A Suprema Corte dos Estados Unidos abriu caminho, nesta terça-feira, para que o estado do Alabama utilize nas próximas eleições para o Congresso um mapa de distritos eleitorais elaborado por republicanos. A decisão foi tomada pela maioria conservadora da Corte e tem efeito direto sobre a disputa pelas cadeiras da Câmara dos Representantes naquele estado do sul americano.
No ponto central, todos os veículos convergem: a Corte manteve a divisão distrital desenhada pelos republicanos e, com isso, definiu as regras do jogo eleitoral no Alabama. A cobertura de centro relatou o fato de forma direta, descrevendo que a maioria conservadora determinou o uso do novo mapa e que essa configuração reduz o peso do voto da população negra do estado, sem acrescentar adjetivação valorativa ao relato.
É na interpretação do que essa decisão significa que as coberturas se separam. Veículos de esquerda destacaram que a medida representa uma vitória política de Donald Trump e do Partido Republicano, obtida ao custo da representação de uma minoria historicamente sub-representada. Para esse enquadramento, a divisão distrital dilui deliberadamente a força eleitoral dos eleitores negros e configura um retrocesso na proteção de direitos civis. A ênfase recai sobre a desigualdade política e sobre o papel da maioria conservadora da Corte como fator decisivo do resultado.

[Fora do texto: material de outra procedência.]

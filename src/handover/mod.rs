//! Tag-based environment handover
//!
//! For each handover tag the orchestrator recreates the tag from the feature branch,
//! waits for the pipeline the tag spawned, then plays the terminate job and, only once
//! that was played, the deploy job for the tag. Tags are processed one at a time and a
//! failure on one tag never stops the next.

use std::sync::Arc;
use tracing::{error, info, info_span, warn, Instrument};

use crate::config::HandoverConfig;
use crate::platform::{Job, Project, RepositoryClient};
use crate::watcher::{PipelineOutcome, PipelineWatcher, PollPolicy};

/// Terminal state of one tag's handover.
#[derive(Debug, Clone, PartialEq, Eq)]
pub enum HandoverOutcome {
    /// Terminate and deploy were both played.
    Deployed { terminate_job: u64, deploy_job: u64 },
    /// The tag was created but no pipeline was attached to it.
    NoPipeline,
    /// Deleting or creating the tag failed.
    TagFailed(String),
    PipelineFailed(String),
    TimedOut,
    /// A required manual job was missing or not in `manual` state.
    JobUnavailable { job: String },
    /// Listing or playing a job failed.
    JobFailed { job: String, message: String },
}

impl HandoverOutcome {
    pub fn is_deployed(&self) -> bool {
        matches!(self, HandoverOutcome::Deployed { .. })
    }
}

#[derive(Debug, Clone, PartialEq, Eq)]
pub struct TagHandoverReport {
    pub tag: String,
    pub pipeline_id: Option<u64>,
    /// Set once the terminate job for this tag has been played.
    pub terminate_played: bool,
    pub outcome: HandoverOutcome,
}

pub struct DeploymentOrchestrator {
    client: Arc<dyn RepositoryClient>,
    watcher: PipelineWatcher,
    config: HandoverConfig,
    policy: PollPolicy,
}

impl DeploymentOrchestrator {
    pub fn new(client: Arc<dyn RepositoryClient>, config: HandoverConfig) -> Self {
        let policy = PollPolicy::from(&config);
        Self {
            watcher: PipelineWatcher::new(client.clone()),
            client,
            config,
            policy,
        }
    }

    pub fn with_policy(mut self, policy: PollPolicy) -> Self {
        self.policy = policy;
        self
    }

    pub async fn handover(&self, project: &Project, feature_branch: &str, tags: &[String]) -> Vec<TagHandoverReport> {
        let mut reports = Vec::with_capacity(tags.len());
        for tag in tags {
            let span = info_span!("handover", project = %project.id, tag = %tag);
            let report = self.handover_tag(project, feature_branch, tag).instrument(span).await;
            reports.push(report);
        }
        reports
    }

    async fn handover_tag(&self, project: &Project, feature_branch: &str, tag: &str) -> TagHandoverReport {
        let mut report = TagHandoverReport {
            tag: tag.to_string(),
            pipeline_id: None,
            terminate_played: false,
            outcome: HandoverOutcome::NoPipeline,
        };

        let pipeline_id = match self.recreate_tag(project, feature_branch, tag).await {
            Ok(Some(id)) => id,
            Ok(None) => {
                warn!(tag, "Tag created but no pipeline was found for it");
                return report;
            }
            Err(message) => {
                error!(tag, %message, "Failed to recreate tag");
                report.outcome = HandoverOutcome::TagFailed(message);
                return report;
            }
        };
        report.pipeline_id = Some(pipeline_id);

        if let Some(outcome) = self.wait(project, pipeline_id).await {
            report.outcome = outcome;
            return report;
        }

        let terminate = self.config.terminate_job.clone();
        let terminate_id = match self.play_manual_job(project, pipeline_id, &terminate).await {
            Ok(id) => id,
            Err(outcome) => {
                report.outcome = outcome;
                return report;
            }
        };
        report.terminate_played = true;

        if self.config.await_between_jobs {
            if let Some(outcome) = self.wait(project, pipeline_id).await {
                report.outcome = outcome;
                return report;
            }
        }

        let deploy = self.config.deploy_job_for(tag);
        report.outcome = match self.play_manual_job(project, pipeline_id, &deploy).await {
            Ok(deploy_id) => {
                info!(tag, terminate_job = terminate_id, deploy_job = deploy_id, "Handover complete");
                HandoverOutcome::Deployed {
                    terminate_job: terminate_id,
                    deploy_job: deploy_id,
                }
            }
            Err(outcome) => outcome,
        };
        report
    }

    /// Delete the tag if present, recreate it from `from_ref` and return the spawned pipeline.
    async fn recreate_tag(&self, project: &Project, from_ref: &str, tag: &str) -> Result<Option<u64>, String> {
        match self.client.get_tag(project, tag).await {
            Ok(Some(_)) => {
                self.client
                    .delete_tag(project, tag)
                    .await
                    .map_err(|e| format!("delete tag {tag}: {e}"))?;
                info!(tag, "Deleted existing tag");
            }
            Ok(None) => {}
            Err(err) => warn!(tag, error = %err, "Tag lookup failed, attempting creation anyway"),
        }

        let created = self
            .client
            .create_tag(project, tag, from_ref)
            .await
            .map_err(|e| format!("create tag {tag}: {e}"))?;
        info!(tag, from_ref, pipeline_id = ?created.pipeline_id, "Created tag");
        Ok(created.pipeline_id)
    }

    /// `None` when the pipeline succeeded, otherwise the outcome that ends this tag.
    async fn wait(&self, project: &Project, pipeline_id: u64) -> Option<HandoverOutcome> {
        match self.watcher.await_success(project, pipeline_id, &self.policy).await {
            PipelineOutcome::Success => None,
            PipelineOutcome::Failed(status) => Some(HandoverOutcome::PipelineFailed(status.to_string())),
            PipelineOutcome::TimedOut => Some(HandoverOutcome::TimedOut),
        }
    }

    async fn play_manual_job(&self, project: &Project, pipeline_id: u64, name: &str) -> Result<u64, HandoverOutcome> {
        let jobs = self.client.list_jobs(project, pipeline_id).await.map_err(|e| {
            error!(job = name, pipeline_id, error = %e, "Failed to list jobs");
            HandoverOutcome::JobFailed {
                job: name.to_string(),
                message: e.to_string(),
            }
        })?;

        let Some(job) = find_manual_job(&jobs, name) else {
            warn!(job = name, pipeline_id, "No manual job with this name, aborting tag");
            return Err(HandoverOutcome::JobUnavailable { job: name.to_string() });
        };

        match self.client.play_job(project, job.id).await {
            Ok(played) => {
                info!(job = name, job_id = played.id, status = %played.status, "Triggered job");
                Ok(played.id)
            }
            Err(e) => {
                error!(job = name, job_id = job.id, error = %e, "Failed to play job");
                Err(HandoverOutcome::JobFailed {
                    job: name.to_string(),
                    message: e.to_string(),
                })
            }
        }
    }
}

fn find_manual_job<'a>(jobs: &'a [Job], name: &str) -> Option<&'a Job> {
    jobs.iter().find(|job| job.name == name && job.is_manual())
}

Do lado oposto do espectro, veículos de direita tendem a enquadrar a mesma decisão como reafirmação da autonomia dos estados para definir seus próprios distritos eleitorais, dentro das regras institucionais vigentes. Sob esse prisma, a Corte teria contido a intervenção judicial sobre escolhas legislativas estaduais, privilegiando a estabilidade das regras e as prerrogativas dos parlamentos locais. O resultado favorável aos republicanos é apresentado como consequência legítima do respeito às competências do estado.
O que ainda não se sabe, a partir do material disponível, é o detalhamento da fundamentação jurídica da maioria da Corte, o teor dos votos divergentes e o tamanho exato do impacto que o novo mapa terá sobre o número de cadeiras em disputa. Também não está claro se haverá novos recursos ou tentativas de revisão antes do próximo pleito ao Congresso americano.